Les deux hommes sont aussi différents qu’on peut l’être. Zéroual n’a pas ardemment souhaité être candidat. Une fois élu, il n’a jamais vraiment gouverné. Et quand on lui a reproché l’impuissance de son gouvernement, incapable de faire adopter des réformes par une majorité parlementaire hétéroclite, il a préféré s’effacer.

Bouteflika, lui, a voulu être candidat. Il a tout fait pour être élu et, aujourd’hui, il entend bien gouverner. Il le fera naturellement avec son tempérament combatif, impérieux, même : ce n’est pas pour rien que ses adversaires lui reprochent son autoritarisme. N’hésitant ni à bousculer ni à choquer ses interlocuteurs, ne reculant devant aucun affrontement et ne mâchant pas ses mots, il s’est révélé, au cours de sa campagne, tel qu’en lui-même… À la stupeur, parfois, de ses propres amis. Et au grand désagrément de la majeure partie de la presse algérienne, avec qui il entretient des rapports détestables…

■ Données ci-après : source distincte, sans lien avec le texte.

// ABOUTME: Shared data model for the gateway: outbound messages, bus records, delivery status
// ABOUTME: Kept free of any wire-codec or I/O dependency so it can be reused across modules

use std::fmt;

/// What kind of transport a message is carried over.
#[derive(Debug, Clone, Copy, PartialEq, Eq)]
pub enum TransportType {
    Sms,
    Ussd,
}

/// USSD session continuation semantics, mirrored into the `its_session_info` TLV.
#[derive(Debug, Clone, Copy, PartialEq, Eq)]
pub enum SessionEvent {
    New,
    Continue,
    Close,
}

/// A logical message the gateway is asked to deliver to the SMSC.
#[derive(Debug, Clone, PartialEq, Eq)]
pub struct OutboundMessage {
    pub message_id: String,
    pub to_addr: String,
    pub from_addr: String,
    pub content: String,
    pub transport_type: TransportType,
    pub session_event: Option<SessionEvent>,
}

impl OutboundMessage {
    /// Name and value of the first non-ASCII address field, checked
    /// to_addr before from_addr, or `None` if both are addressable.
    pub fn invalid_address(&self) -> Option<(&'static str, &str)> {
        if !self.to_addr.is_ascii() {
            Some(("to_addr", self.to_addr.as_str()))
        } else if !self.from_addr.is_ascii() {
            Some(("from_addr", self.from_addr.as_str()))
        } else {
            None
        }
    }
}

/// Status carried in a `delivery_report` event, mapped from the SMSC's own status string.
#[derive(Debug, Clone, Copy, PartialEq, Eq)]
pub enum DeliveryStatus {
    Delivered,
    Pending,
    Failed,
}

impl DeliveryStatus {
    /// Map a delivery-receipt status token (from TLV or regex) to our internal status.
    /// Per the SMSC->internal mapping: DELIVRD/2 delivered; ACCEPTD/6 pending;
    /// EXPIRED/3, DELETED/4, UNDELIV/5, REJECTD/8 failed; anything else pending.
    pub fn from_smsc_status(status: &str) -> Self {
        match status.to_ascii_uppercase().as_str() {
            "DELIVRD" | "2" => DeliveryStatus::Delivered,
            "ACCEPTD" | "6" => DeliveryStatus::Pending,
            "EXPIRED" | "3" | "DELETED" | "4" | "UNDELIV" | "5" | "REJECTD" | "8" => {
                DeliveryStatus::Failed
            }
            _ => DeliveryStatus::Pending,
        }
    }
}

impl fmt::Display for DeliveryStatus {
    fn fmt(&self, f: &mut fmt::Formatter<'_>) -> fmt::Result {
        let s = match self {
            DeliveryStatus::Delivered => "delivered",
            DeliveryStatus::Pending => "pending",
            DeliveryStatus::Failed => "failed",
        };
        f.write_str(s)
    }
}

/// The three record kinds the Transport Service publishes downstream.
#[derive(Debug, Clone, PartialEq)]
pub enum BusRecord {
    UserMessage {
        content: String,
        from_addr: String,
        to_addr: String,
        transport_type: TransportType,
        transport_name: String,
        session_event: Option<SessionEvent>,
    },
    Event {
        event_type: EventType,
        user_message_id: String,
        sent_message_id: Option<String>,
        nack_reason: Option<String>,
        delivery_status: Option<DeliveryStatus>,
    },
    Failure {
        reason: String,
        message: OutboundMessage,
    },
}

#[derive(Debug, Clone, Copy, PartialEq, Eq)]
pub enum EventType {
    Ack,
    Nack,
    DeliveryReport,
}
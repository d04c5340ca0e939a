// ABOUTME: SMPP client module providing trait-based interfaces for extensible client implementations
// ABOUTME: Exports all client components including traits, builders, error types, and default implementation

//! SMPP Client Module
//!
//! This module provides a trait-based SMPP client implementation with the following features:
//!
//! * **Native async traits** - Uses Rust 1.75+ async fn in traits (no async_trait dependency)
//! * **Layered design** - Separate traits for connection, client, and specific operations
//! * **Type safety** - Different traits for transmitter/receiver/transceiver capabilities
//! * **Builder patterns** - Easy client creation with sensible defaults
//! * **Extensible** - Implement traits for custom client behavior
//!
//! ## Quick Start
//!
//! ```rust,no_run
//! use smpp::client::{ClientBuilder, SmsMessage};
//!
//! # async fn example() -> Result<(), Box<dyn std::error::Error>> {
//! // Create a transmitter client
//! let mut client = ClientBuilder::quick_transmitter(
//!     "localhost:2775",
//!     "system_id",
//!     "password"
//! ).await?;
//!
//! // Send an SMS
//! let message = SmsMessage::new("123456789", "987654321", "Hello!");
//! let message_id = client.send_sms(&message).await?;
//!
//! // Clean shutdown
//! client.unbind().await?;
//! client.disconnect().await?;
//! # Ok(())
//! # }
//! ```
//!
//! ## Architecture
//!
//! The client module uses a layered trait design:
//!
//! * `SmppConnection` - Basic TCP connection management
//! * `SmppClient` - Core SMPP operations (bind, unbind, enquire_link)
//! * `SmppTransmitter` - SMS sending operations (extends SmppClient)
//! * `SmppReceiver` - SMS receiving operations (extends SmppClient)  
//! * `SmppTransceiver` - Combined TX/RX operations (extends both)
//!
//! ## Builder Patterns
//!
//! Use `ClientBuilder` for most scenarios:
//!
//! ```rust,no_run
//! # use smpp::client::{ClientBuilder, BindCredentials};
//! # async fn example() -> Result<(), Box<dyn std::error::Error>> {
//! // Full control over bind credentials
//! let credentials = BindCredentials::transmitter("system_id", "password")
//!     .with_system_type("MYAPP");
//! let client = ClientBuilder::transmitter("localhost:2775", credentials).await?;
//!
//! // Quick creation for simple cases
//! let client = ClientBuilder::quick_transmitter("localhost:2775", "id", "pass").await?;
//! # Ok(())
//! # }
//! ```

pub mod builder;
pub mod default;
pub mod error;
pub mod flow_control;
pub mod keepalive;
pub mod traits;
pub mod types;

// Re-export the main types for easy access
pub use builder::{ClientBuilder, ClientOptions};
pub use default::DefaultClient;
pub use error::{SmppError, SmppResult};
pub use flow_control::{FlowControlAction, FlowControlConfig, FlowControlManager};
pub use keepalive::{KeepAliveConfig, KeepAliveManager, KeepAliveStatus};
pub use traits::{SmppClient, SmppConnection, SmppReceiver, SmppTransceiver, SmppTransmitter};
pub use types::{BindCredentials, BindType, SmsMessage, SmsMessageBuilder, SmsOptions};

// For backwards compatibility, also export a simple connect function
pub use builder::ClientBuilder as Client;
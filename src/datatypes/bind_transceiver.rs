use crate::codec::{
    CodecError, Decodable, Encodable, PduHeader, decode_cstring, decode_u8, encode_cstring,
    encode_u8,
};
use crate::macros::builder_setters;
use crate::datatypes::interface_version::InterfaceVersion;
use crate::datatypes::numeric_plan_indicator::NumericPlanIndicator;
use crate::datatypes::tlv::Tlv;
use crate::datatypes::{
    AddressRange, CommandId, CommandStatus, Password, SystemId, SystemType, TypeOfNumber,
};
use bytes::{Buf, BytesMut};
use std::io::Cursor;

/// BindTransceiver is used to bind a transceiver ESME to the SMSC.
/// A transceiver ESME can both send and receive messages through a single connection.
#[derive(Clone, Debug, PartialEq)]
pub struct BindTransceiver {
    // pub command_length: u32,
    // pub command_id: CommandId::BindTransceiver,
    pub command_status: CommandStatus,
    pub sequence_number: u32,

    // Body
    /// 5.2.1 system_id: This is the identification of the ESME requesting to
    ///       bind as a transceiver with the SMSC. It is a fixed length
    ///       alphanumeric field of up to 16 characters. The value may be left
    ///       justified, with trailing blanks (i.e. "abc " is valid). The
    ///       system_id may be used as a destination address for Mobile
    ///       Terminated messages originated by this ESME. The system_id may
    ///       also be used as an originating address for Mobile Originated
    ///        messages sent to this ESME.
    pub system_id: SystemId,

    /// 5.2.2 password: This is the password for authentication. It is a fixed
    ///       length string of 9 characters. If fewer than 9 characters are
    ///       supplied, it must be null padded. If no password is required by
    ///       the SMSC, a NULL (i.e. zero) password should be supplied.
    pub password: Option<Password>,

    /// 5.2.3 system_type: This is used to categorize the type of ESME that is
    ///       binding to the SMSC. Examples include "VMS" (voice mail system)
    ///       and "OTA" (over-the-air activation system). (See section 5.2.7
    ///       for a list of suggested values.) The system_type is specified as
    ///       a fixed length alphanumeric field of up to 13 characters.
    pub system_type: SystemType,

    /// 5.2.4 interface_version: Interface version level supported by the SMSC.
    pub interface_version: InterfaceVersion,

    /// 5.2.5 addr_ton: Type of Number format of the ESME address(es) served
    ///       via this SMPP.
    pub addr_ton: TypeOfNumber,

    /// 5.2.6 addr_npi: Numbering Plan Indicator of the ESME address(es) served
    ///       via this SMPP.
    pub addr_npi: NumericPlanIndicator,

    /// 5.2.7 address_range: This is used to specify a range of SME addresses
    ///       serviced by the ESME. A single address may also be specified.
    pub address_range: AddressRange,
}
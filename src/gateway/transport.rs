// ABOUTME: Connect/bind/run/disconnect lifecycle, wiring Session, Stash, MO/MT, Throttler, and
// ABOUTME: bus into one running transport; reconnects with exponential backoff on tear-down

use crate::codec::Frame;
use crate::gateway::bus::{BusConnector, BusPublisher};
use crate::gateway::charset::CharsetTable;
use crate::gateway::clock::Clock;
use crate::gateway::config::GatewayConfig;
use crate::gateway::mo::MoProcessor;
use crate::gateway::mt::MtProcessor;
use crate::gateway::session::{Session, SessionError};
use crate::gateway::stash::MessageStash;
use crate::gateway::throttle::Throttler;
use std::sync::Arc;
use std::time::Duration;
use tokio::sync::mpsc;

const RESPONSE_TIMEOUT: Duration = Duration::from_secs(60);
const KEEPALIVE_INTERVAL: Duration = Duration::from_secs(30);
const STATE_POLL_INTERVAL: Duration = Duration::from_secs(1);
const INITIAL_BACKOFF: Duration = Duration::from_secs(1);
const MAX_BACKOFF: Duration = Duration::from_secs(60);

fn submit_sm_expiry(config: &GatewayConfig) -> Duration {
    Duration::from_secs(config.submit_sm_expiry_secs)
}

fn third_party_id_expiry(config: &GatewayConfig) -> Duration {
    Duration::from_secs(config.third_party_id_expiry_secs)
}

fn multipart_expiry(config: &GatewayConfig) -> Duration {
    Duration::from_secs(config.multipart_expiry_secs)
}

fn throttle_delay(config: &GatewayConfig) -> Duration {
    Duration::from_secs(config.throttle_delay_secs)
}

/// Owns one SMSC connection's lifecycle. Constructed once per configured
/// transport and run for the lifetime of the gateway process.
pub struct TransportService<C: Clock, S: MessageStash, B: BusPublisher + BusConnector> {
    config: GatewayConfig,
    clock: Arc<C>,
    stash: Arc<S>,
    bus: Arc<B>,
    charset: CharsetTable,
}

impl<C: Clock, S: MessageStash + 'static, B: BusPublisher + BusConnector + 'static> TransportService<C, S, B> {
    pub fn new(config: GatewayConfig, clock: Arc<C>, stash: Arc<S>, bus: Arc<B>, charset: CharsetTable) -> Self {
        Self {
            config,
            clock,
            stash,
            bus,
            charset,
        }
    }

    /// Runs until cancelled. Never returns on its own: a dropped connection
    /// is always followed by a reconnect attempt after a backoff delay.
    pub async fn run(&self) {
        let mut backoff = INITIAL_BACKOFF;
        loop {
            match self.run_once().await {
                Ok(()) => {
                    // `run_once` only returns Ok after a clean bind followed by
                    // eventual disconnection; reset backoff for the next attempt.
                    backoff = INITIAL_BACKOFF;
                }
                Err(e) => {
                    tracing::warn!(
                        transport = %self.config.transport_name,
                        error = %e,
                        "failed to connect/bind, retrying after backoff"
                    );
                }
            }

            self.bus.pause();
            self.clock.sleep(backoff).await;
            backoff = (backoff * 2).min(MAX_BACKOFF);
        }
    }

    async fn run_once(&self) -> Result<(), SessionError> {
        let (inbound_tx, mut inbound_rx) = mpsc::unbounded_channel::<Frame>();
        let session = Session::connect_and_bind(
            &self.config,
            self.clock.clone(),
            RESPONSE_TIMEOUT,
            inbound_tx,
        )
        .await?;

        tracing::info!(transport = %self.config.transport_name, "bound to SMSC");
        self.bus.resume();

        let throttler = Arc::new(Throttler::new(
            self.clock.clone(),
            self.bus.clone(),
            self.config.mt_tps,
            throttle_delay(&self.config),
        ));

        let mo = Arc::new(MoProcessor::new(
            self.stash.clone(),
            self.bus.clone(),
            self.charset.clone(),
            self.config.transport_name.clone(),
            multipart_expiry(&self.config),
        ));

        let mt = Arc::new(MtProcessor::new(
            session.clone(),
            self.stash.clone(),
            throttler.clone(),
            self.bus.clone(),
            self.config.submit_processor.clone(),
            submit_sm_expiry(&self.config),
        ));

        let keepalive = tokio::spawn(session.clone().run_keepalive(KEEPALIVE_INTERVAL));

        let probe_throttler = throttler.clone();
        let probe_mt = mt.clone();
        let probe_loop = tokio::spawn(async move {
            probe_throttler
                .run_probe_loop(|msg| {
                    let mt = probe_mt.clone();
                    async move { mt.resend(msg).await }
                })
                .await;
        });

        let tps_throttler = throttler.clone();
        let tps_mt = mt.clone();
        let tps_release_loop = tokio::spawn(async move {
            tps_throttler
                .run_tps_release_loop(|msg| {
                    let mt = tps_mt.clone();
                    async move { mt.resend(msg).await }
                })
                .await;
        });

        let mo_dispatch = tokio::spawn(async move {
            while let Some(frame) = inbound_rx.recv().await {
                if let Frame::DeliverSm(pdu) = frame {
                    mo.handle(*pdu).await;
                }
            }
        });

        let consumer_bus = self.bus.clone();
        let consumer_mt = mt.clone();
        let outbound_consumer = tokio::spawn(async move {
            while let Some(msg) = consumer_bus.recv().await {
                if let Err(e) = consumer_mt.send(msg).await {
                    tracing::error!(error = %e, "failed to process outbound message");
                }
            }
        });

        while session.state().is_bound() {
            self.clock.sleep(STATE_POLL_INTERVAL).await;
        }

        keepalive.abort();
        probe_loop.abort();
        tps_release_loop.abort();
        mo_dispatch.abort();
        outbound_consumer.abort();
        self.bus.pause();

        tracing::warn!(transport = %self.config.transport_name, "session disconnected");
        Ok(())
    }
}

Mais est-il vraiment resté l’homme qu’il était dans les années 1970, à l’époque où il dirigeait le ministère des Affaires étrangères ? Certainement pas. Aucun homme politique, si forte soit sa personnalité, ne peut subir une aussi longue traversée du désert – vingt ans ! – sans en être profondément marqué.

Au temps de Boumédiène

Du temps de Houari Boumédiène déjà, on le savait très réservé à l’égard de l’expérience d’économie étatisée menée en Algérie depuis l’indépendance. Il est désormais un partisan résolu de l’économie de marché et de la liberté des entreprises. Nul doute qu’il donnera un sérieux coup d’accélérateur en ce sens. On le savait aussi moderniste : il l’est, si possible davantage encore, ayant vu à quels ravages l’intégrisme traditionaliste peut conduire.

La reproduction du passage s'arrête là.